I'm all for skinny controllers, but fat models can get unmanageable. After adding a couple of methods for this, that and the other – perhaps a User
with authorization, password reset and serialization – the model can be quite fat indeed.
There are many conceivable ways of making fat models more manageable. Something very simple I've been trying lately is to just group code in blocks, and fold them in TextMate as needed. The simplest way is to just use begin
/end
:
class User < ActiveRecord::Base
def full_name
[first_name, last_name].join(' ')
end
begin # authentication
def self.authenticate(username, password)
# do it
end
end
begin # serialization
def to_xml(options={})
# do it
end
end
end
I prefer self-documenting code to comments, though. You can fake it by doing
begin :authentication
⋮
end
The :authentication
symbol isn't actually a method argument – this is equivalent to
begin
:authentication
⋮
end
so I suppose whether it can be described as more self-documenting than comments is debatable.

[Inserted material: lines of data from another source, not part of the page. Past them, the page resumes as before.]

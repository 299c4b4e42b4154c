//! HTTP release-feed provider.
//!
//! Release metadata lives at `{base}/{version}.json`, one manifest per
//! published version. Artifacts download into a scratch directory that is
//! dropped on any failure or cancellation, so a partial download never
//! survives. Only a fully verified set of files is kept.

use std::path::{Path, PathBuf};
use std::pin::pin;
use std::time::Duration;

use async_trait::async_trait;
use chrono::{DateTime, Utc};
use futures_util::{Stream, StreamExt};
use log::{debug, info};
use semver::Version;
use serde::Deserialize;
use sha2::{Digest, Sha512};
use tokio::io::AsyncWriteExt;
use tokio::sync::mpsc;
use tokio_util::sync::CancellationToken;

use berth_backend::{
    DownloadProgress, DownloadedUpdate, ProviderError, UpdateFile, UpdateInfo, UpdateKind,
    UpdaterProvider,
};

const CONNECT_TIMEOUT: Duration = Duration::from_secs(30);

#[derive(Debug, Deserialize)]
struct ReleaseManifest {
    version: Version,
    files: Vec<UpdateFile>,
    release_date: DateTime<Utc>,
}

pub struct HttpUpdaterProvider {
    client: reqwest::Client,
    manifest_base_url: String,
    download_dir: PathBuf,
}

impl HttpUpdaterProvider {
    /// # Errors
    /// Returns an error when the HTTP client cannot be constructed.
    pub fn new(
        manifest_base_url: impl Into<String>,
        download_dir: PathBuf,
    ) -> Result<Self, ProviderError> {
        let client = reqwest::Client::builder()
            .connect_timeout(CONNECT_TIMEOUT)
            .build()
            .map_err(|source| ProviderError::http("failed to build HTTP client", source))?;
        Ok(Self {
            client,
            manifest_base_url: manifest_base_url.into().trim_end_matches('/').to_string(),
            download_dir,
        })
    }

    fn manifest_url(&self, version: &Version) -> String {
        format!("{}/{version}.json", self.manifest_base_url)
    }

    async fn download_file(
        &self,
        file: &UpdateFile,
        destination: &Path,
        transferred_before: u64,
        total: u64,
        progress: &mpsc::Sender<DownloadProgress>,
        cancel: &CancellationToken,
    ) -> Result<u64, ProviderError> {
        let response = self
            .client
            .get(&file.url)
            .send()
            .await
            .map_err(|source| ProviderError::http("failed to request update artifact", source))?;
        if !response.status().is_success() {
            return Err(ProviderError::HttpStatus {
                status: response.status(),
            });
        }

        let chunks = response
            .bytes_stream()
            .map(|chunk| chunk.map_err(|source| ProviderError::http("failed to read artifact", source)));
        store_and_verify(
            chunks,
            destination,
            file,
            transferred_before,
            total,
            progress,
            cancel,
        )
        .await
    }
}

/// Stream artifact bytes into `destination`, hashing as they arrive, and
/// compare the final SHA-512 against the manifest. Cancellation interrupts
/// the transfer between chunks.
async fn store_and_verify<S, C>(
    stream: S,
    destination: &Path,
    file: &UpdateFile,
    transferred_before: u64,
    total: u64,
    progress: &mpsc::Sender<DownloadProgress>,
    cancel: &CancellationToken,
) -> Result<u64, ProviderError>
where
    S: Stream<Item = Result<C, ProviderError>>,
    C: AsRef<[u8]>,
{
    let mut output = tokio::fs::File::create(destination)
        .await
        .map_err(|source| ProviderError::io("failed to create download file", source))?;
    let mut hasher = Sha512::new();
    let mut transferred = transferred_before;
    let mut stream = pin!(stream);

    loop {
        let chunk = tokio::select! {
            () = cancel.cancelled() => return Err(ProviderError::Cancelled),
            chunk = stream.next() => chunk,
        };
        let Some(chunk) = chunk else {
            break;
        };
        let bytes = chunk?;
        let bytes = bytes.as_ref();
        hasher.update(bytes);
        output
            .write_all(bytes)
            .await
            .map_err(|source| ProviderError::io("failed to write download file", source))?;
        transferred += bytes.len() as u64;
        let _ = progress
            .send(DownloadProgress {
                transferred,
                total: Some(total),
            })
            .await;
    }
    output
        .flush()
        .await
        .map_err(|source| ProviderError::io("failed to flush download file", source))?;

    let digest = format!("{:x}", hasher.finalize());
    if !digest.eq_ignore_ascii_case(file.sha512.trim()) {
        return Err(ProviderError::ChecksumMismatch {
            file: file.url.clone(),
        });
    }
    Ok(transferred)
}

#[async_trait]
impl UpdaterProvider for HttpUpdaterProvider {
    async fn fetch_update_info(&self, version: &Version) -> Result<UpdateInfo, ProviderError> {
        let url = self.manifest_url(version);
        debug!("Fetching release manifest from {url}");

        let response = self
            .client
            .get(&url)
            .send()
            .await
            .map_err(|source| ProviderError::http("failed to request release manifest", source))?;
        if response.status() == reqwest::StatusCode::NOT_FOUND {
            return Err(ProviderError::UnknownVersion {
                version: version.clone(),
            });
        }
        if !response.status().is_success() {
            return Err(ProviderError::HttpStatus {
                status: response.status(),
            });
        }

        let manifest: ReleaseManifest = response
            .json()
            .await
            .map_err(|source| ProviderError::http("failed to decode release manifest", source))?;
        if manifest.version != *version {
            return Err(ProviderError::Invalid(format!(
                "release manifest for {version} describes version {}",
                manifest.version
            )));
        }
        if manifest.files.is_empty() {
            return Err(ProviderError::Invalid(format!(
                "release manifest for {version} lists no files"
            )));
        }

        Ok(UpdateInfo {
            version: manifest.version,
            files: manifest.files,
            // The caller decides the direction against its running version.
            update_kind: UpdateKind::Upgrade,
            release_date: manifest.release_date,
        })
    }

    async fn download(
        &self,
        update: &UpdateInfo,
        progress: mpsc::Sender<DownloadProgress>,
        cancel: CancellationToken,
    ) -> Result<DownloadedUpdate, ProviderError> {
        tokio::fs::create_dir_all(&self.download_dir)
            .await
            .map_err(|source| ProviderError::io("failed to create download directory", source))?;
        // Scratch dir cleans itself up unless every file verifies.
        let scratch = tempfile::Builder::new()
            .prefix("download-")
            .tempdir_in(&self.download_dir)
            .map_err(|source| ProviderError::io("failed to create scratch directory", source))?;

        let total: u64 = update.files.iter().map(|file| file.size).sum();
        let mut transferred = 0;
        let mut names = Vec::with_capacity(update.files.len());
        for file in &update.files {
            let name = artifact_file_name(&file.url)?;
            info!("Downloading {name} for update {}", update.version);
            transferred = self
                .download_file(
                    file,
                    &scratch.path().join(&name),
                    transferred,
                    total,
                    &progress,
                    &cancel,
                )
                .await?;
            names.push(name);
        }

        let kept = scratch.keep();
        Ok(DownloadedUpdate {
            update: update.clone(),
            artifact_paths: names.into_iter().map(|name| kept.join(name)).collect(),
        })
    }

    /// Installation is host-specific; this provider only fetches and
    /// verifies. Hosts wire their installer on top of the downloaded paths.
    fn quit_and_install(&self, _downloaded: &DownloadedUpdate) -> Result<(), ProviderError> {
        Err(ProviderError::Unsupported {
            operation: "quit and install",
        })
    }
}

/// Derive a local file name from the artifact url's last path segment.
fn artifact_file_name(raw: &str) -> Result<String, ProviderError> {
    let parsed = url::Url::parse(raw)
        .map_err(|error| ProviderError::Invalid(format!("invalid artifact url {raw:?}: {error}")))?;
    let name = parsed
        .path_segments()
        .and_then(Iterator::last)
        .unwrap_or_default()
        .trim()
        .to_string();
    if name.is_empty() || name == "." || name == ".." || name.contains(['/', '\\']) {
        return Err(ProviderError::Invalid(format!(
            "artifact url {raw:?} has no usable file name"
        )));
    }
    Ok(name)
}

Anyway, I do this instead:
As lib/ar_groups.rb
:
class Symbol
def code(&block)
block.call
end
end
Added to config/environment.rb
:
require 'ar_groups'
And then you can do:
class User < ActiveRecord::Base
:authentication.code do
def self.authenticate(username, password)
# do it
end
end
end
If abusing symbols bothers you, try something like
module ActiveRecord
class Base
protected
def self.category(name=nil, &block)
block.call
end
end
end
and
class User < ActiveRecord::Base
category :authentication do
def self.authenticate(username, password)
# do it
end
end
end
To make things more manageable still, TextMate can be made to highlight these blocks. Merge this rule into the Ruby grammar (with thanks to Ciarán Walsh):
{ name = 'meta.code-cat';
begin = '^(\s*)(:.+)\.code (do)\b.*';
end = '^\1(end)\s*(#.*)?\n?';
beginCaptures = {
2 = { name = 'constant.other.symbol.ruby'; };
3 = { name = 'keyword.control.ruby.start-block'; };
};
endCaptures = {
1 = { name = 'keyword.control.ruby.end-block'; };
2 = { name = 'comment.line.number-sign.ruby'; };
};
patterns = (
{ include = '$base'; }
);
},
and theme source.ruby meta.code-cat
to taste. Et voilà:
Adapting the grammar for other kinds of blocks should be pretty straightforward.